As if we needed more proof that we’re in another Gilded Age, railroad barons reared their ugly heads last week, forcing employees to the precipice of a strike. Why?
 
INEQUALITY.ORG
THIS WEEK
As if we needed more proof we’re living in another Gilded Age, railroad barons reared their ugly heads last week, forcing employees to the brink of a nationwide strike. Top corporate execs were opting once again to minimize their workforce to maximize shareholder value, in this case by demanding workers be available around-the-clock.

Jamelle Bouie put it simply in the New York Times: “The largest freight railroad carriers in the country were willing to cripple the transportation infrastructure of the United States rather than allow their workers to take the occasional day off to see a doctor or attend to their families.”

At least one American CEO has a more expansive, humane definition of what shareholding should mean. Patagonia founder Yvon Chouinard has announced that he’s reconstituting the lucrative outdoor outfitter’s ownership structure to fund a trust that fights climate change.

“Instead of extracting value from nature and transforming it into wealth for investors,” Chouinard is pledging to “use the wealth Patagonia creates to protect the source of all wealth.”
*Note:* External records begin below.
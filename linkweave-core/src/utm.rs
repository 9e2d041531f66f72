//! UTM parameter injection for every link in a document.
//!
//! Each link is resolved against the site base URL and gets
//! `utm_source`, `utm_medium`, `utm_campaign` and, when the link has
//! visible text, `utm_content`. Existing parameters are kept; the four
//! keys are overwritten in place, so tagging twice changes nothing.

use crate::config::DEFAULT_BASE_URL;
use crate::tree::{for_each_link_mut, text_content};
use linkweave_types::Node;
use serde::Serialize;
use std::collections::HashSet;
use thiserror::Error;
use url::Url;

/// Campaign used when the document has no value for the campaign field
pub const DEFAULT_CAMPAIGN: &str = "blog-post";

#[derive(Error, Debug)]
pub enum UtmError {
    #[error("Invalid base URL {0:?}: {1}")]
    InvalidBaseUrl(String, url::ParseError),
}

#[derive(Debug, Clone)]
pub struct UtmOptions {
    pub base_url: String,

    /// Defaults to the base URL's host
    pub source: Option<String>,

    pub medium: String,

    /// Hosts whose links are left untouched
    pub exclude_domains: Vec<String>,
}

impl Default for UtmOptions {
    fn default() -> Self {
        Self {
            base_url: DEFAULT_BASE_URL.to_string(),
            source: None,
            medium: String::from("blog"),
            exclude_domains: Vec::new(),
        }
    }
}

/// Why a link was left alone
#[derive(Debug, Clone, Copy, PartialEq, Eq)]
pub enum SkipReason {
    /// In-page anchor (`#section`)
    Fragment,
    /// Root-relative reference that could not be resolved
    Relative,
    /// `mailto:`, `tel:` and other non-web schemes
    Scheme,
    ExcludedDomain,
}

/// Result of tagging one URL
#[derive(Debug, Clone, PartialEq, Eq)]
pub enum TagOutcome {
    Modified(String),
    Skipped(SkipReason),
    Failed(url::ParseError),
}

/// Per-document counters; informational only
#[derive(Debug, Clone, Copy, Default, PartialEq, Eq, Serialize)]
pub struct TagReport {
    pub modified: usize,
    pub skipped: usize,
    pub errored: usize,
}

#[derive(Debug, Clone)]
pub struct UtmTagger {
    base: Url,
    source: String,
    medium: String,
    exclude_domains: HashSet<String>,
}

impl UtmTagger {
    pub fn new(options: &UtmOptions) -> Result<Self, UtmError> {
        let base = Url::parse(&options.base_url)
            .map_err(|e| UtmError::InvalidBaseUrl(options.base_url.clone(), e))?;
        let source = options
            .source
            .clone()
            .unwrap_or_else(|| base.host_str().unwrap_or_default().to_string());

        Ok(Self {
            base,
            source,
            medium: options.medium.clone(),
            exclude_domains: options
                .exclude_domains
                .iter()
                .map(|d| d.trim().to_lowercase())
                .collect(),
        })
    }

    pub fn source(&self) -> &str {
        &self.source
    }

    /// Tag every link under `children` in place
    pub fn tag_document(&self, children: &mut [Node], campaign: &str) -> TagReport {
        let mut report = TagReport::default();

        for_each_link_mut(children, &mut |link| {
            let content = text_content(&link.children);
            match self.tag_url(&link.url, campaign, &content) {
                TagOutcome::Modified(tagged) => {
                    tracing::debug!("Modified: {} → {}", link.url, tagged);
                    link.url = tagged;
                    report.modified += 1;
                }
                TagOutcome::Skipped(reason) => {
                    tracing::trace!("Skipped {} ({:?})", link.url, reason);
                    report.skipped += 1;
                }
                TagOutcome::Failed(e) => {
                    tracing::warn!("Could not parse URL {:?}: {}", link.url, e);
                    report.errored += 1;
                }
            }
        });

        report
    }

    /// Compute the tagged form of a single URL
    pub fn tag_url(&self, raw: &str, campaign: &str, content: &str) -> TagOutcome {
        let raw = raw.trim();
        if raw.starts_with('#') {
            return TagOutcome::Skipped(SkipReason::Fragment);
        }

        let mut url = match self.base.join(raw) {
            Ok(url) => url,
            Err(_) if raw.starts_with('/') => return TagOutcome::Skipped(SkipReason::Relative),
            Err(e) => return TagOutcome::Failed(e),
        };

        if !matches!(url.scheme(), "http" | "https") {
            return TagOutcome::Skipped(SkipReason::Scheme);
        }
        if url
            .host_str()
            .is_some_and(|host| self.exclude_domains.contains(&host.to_lowercase()))
        {
            return TagOutcome::Skipped(SkipReason::ExcludedDomain);
        }

        let mut updates = vec![
            ("utm_source", self.source.as_str()),
            ("utm_medium", self.medium.as_str()),
            ("utm_campaign", campaign),
        ];
        if !content.is_empty() {
            updates.push(("utm_content", content));
        }
        set_query_params(&mut url, &updates);

        TagOutcome::Modified(url.to_string())
    }
}

/// Set each key to its value, keeping the position of its first
/// occurrence and dropping later duplicates; new keys are appended
fn set_query_params(url: &mut Url, updates: &[(&str, &str)]) {
    let mut pairs: Vec<(String, String)> = url.query_pairs().into_owned().collect();

    for &(key, value) in updates {
        match pairs.iter().position(|(k, _)| k == key) {
            Some(first) => {
                pairs[first].1 = value.to_string();
                let mut index = 0;
                pairs.retain(|(k, _)| {
                    let keep = k != key || index == first;
                    index += 1;
                    keep
                });
            }
            None => pairs.push((key.to_string(), value.to_string())),
        }
    }

    url.query_pairs_mut().clear().extend_pairs(pairs.iter());
}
We have more online on this historic move, a “logical extension” to Chouinard’s “lifelong commitment to defending the Earth.” Also on Inequality.org this week, a look at how another global billionaire celebrity, King Charles III, could put his fortune to much better use.

Our railways may have avoided a strike for the time being, thanks to eleventh-hour help from the Biden administration, but billionaire greed continues to thwart workers’ basic livelihoods. A tale as old as time — and we stand more than ready for a new one!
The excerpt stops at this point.